→ **Data under study**:
Start of Block
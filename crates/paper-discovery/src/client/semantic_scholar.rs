//! Semantic Scholar adapter (primary provider).

use std::sync::Arc;
use std::time::Duration;

use governor::{DefaultDirectRateLimiter, Quota, RateLimiter};
use reqwest::header::{HeaderMap, HeaderValue};
use reqwest_middleware::ClientWithMiddleware;

use super::{PaperSource, build_http_client, current_year, read_json};
use crate::config::{Config, search};
use crate::error::ClientResult;
use crate::models::{Candidate, S2SearchResponse};

/// Semantic Scholar Graph API search adapter.
#[derive(Clone)]
pub struct SemanticScholarSource {
    /// HTTP client with backoff middleware.
    client: ClientWithMiddleware,

    /// Graph API base URL.
    base_url: String,

    /// Process-wide throttle; `None` when no spacing is configured.
    limiter: Option<Arc<DefaultDirectRateLimiter>>,

    /// API key present.
    has_api_key: bool,
}

impl SemanticScholarSource {
    /// Create the adapter from service configuration.
    ///
    /// # Errors
    ///
    /// Returns error if the API key is not a valid header value or the HTTP
    /// client cannot be built.
    pub fn new(config: &Config) -> anyhow::Result<Self> {
        let mut headers = HeaderMap::new();
        if let Some(ref key) = config.api_key {
            headers.insert("x-api-key", HeaderValue::from_str(key)?);
        }

        let client = build_http_client(
            headers,
            config.primary_timeout,
            config.connect_timeout,
            Some(config.retry_policy.clone()),
        )?;

        Ok(Self {
            client,
            base_url: config.primary_endpoint.trim_end_matches('/').to_string(),
            limiter: rate_limiter(config.rate_limit_delay),
            has_api_key: config.api_key.is_some(),
        })
    }

    /// Check if an API key is configured.
    #[must_use]
    pub const fn has_api_key(&self) -> bool {
        self.has_api_key
    }

    /// Query string sent for a topic.
    #[must_use]
    pub fn query_for(topic: &str) -> String {
        format!("{} {}", topic.trim(), search::PRIMARY_QUERY_SUFFIX)
    }

    /// Raw search call.
    ///
    /// # Errors
    ///
    /// Returns error on transport failure, a non-success status after retries,
    /// or a malformed body.
    pub async fn search_raw(&self, query: &str, limit: u32) -> ClientResult<S2SearchResponse> {
        if let Some(limiter) = &self.limiter {
            limiter.until_ready().await;
        }

        let url = format!("{}/paper/search", self.base_url);
        let params = [
            ("query", query.to_string()),
            ("limit", limit.to_string()),
            ("fields", search::SEMANTIC_SCHOLAR_FIELDS.join(",")),
        ];

        let response = self.client.get(&url).query(&params).send().await?;
        read_json(response).await
    }
}

fn rate_limiter(spacing: Duration) -> Option<Arc<DefaultDirectRateLimiter>> {
    Quota::with_period(spacing).map(|quota| Arc::new(RateLimiter::direct(quota)))
}

#[async_trait::async_trait]
impl PaperSource for SemanticScholarSource {
    fn name(&self) -> &'static str {
        "semantic_scholar"
    }

    async fn search(&self, topic: &str, limit: u32) -> ClientResult<Vec<Candidate>> {
        let query = Self::query_for(topic);
        let result = self.search_raw(&query, limit).await?;
        let year = current_year();

        let fetched = result.data.len();
        let candidates: Vec<Candidate> = result
            .data
            .into_iter()
            .map(|paper| paper.into_candidate(year))
            .filter(|c| c.record.is_citable())
            .collect();

        tracing::debug!(
            source = self.name(),
            fetched,
            usable = candidates.len(),
            "Semantic Scholar search complete"
        );
        Ok(candidates)
    }
}

impl std::fmt::Debug for SemanticScholarSource {
    fn fmt(&self, f: &mut std::fmt::Formatter<'_>) -> std::fmt::Result {
        f.debug_struct("SemanticScholarSource")
            .field("base_url", &self.base_url)
            .field("has_api_key", &self.has_api_key)
            .finish()
    }
}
End of Block
→ **Problem to solve**: Within the data above, the span starting at the line containing "for a topic." and ending at the line containing "pub async fn" is to be retyped exactly, with no other lines.

→ **Exercise result**:
    /// Query string sent for a topic.
    #[must_use]
    pub fn query_for(topic: &str) -> String {
        format!("{} {}", topic.trim(), search::PRIMARY_QUERY_SUFFIX)
    }

    /// Raw search call.
    ///
    /// # Errors
    ///
    /// Returns error on transport failure, a non-success status after retries,
    /// or a malformed body.
    pub async fn search_raw(&self, query: &str, limit: u32) -> ClientResult<S2SearchResponse> {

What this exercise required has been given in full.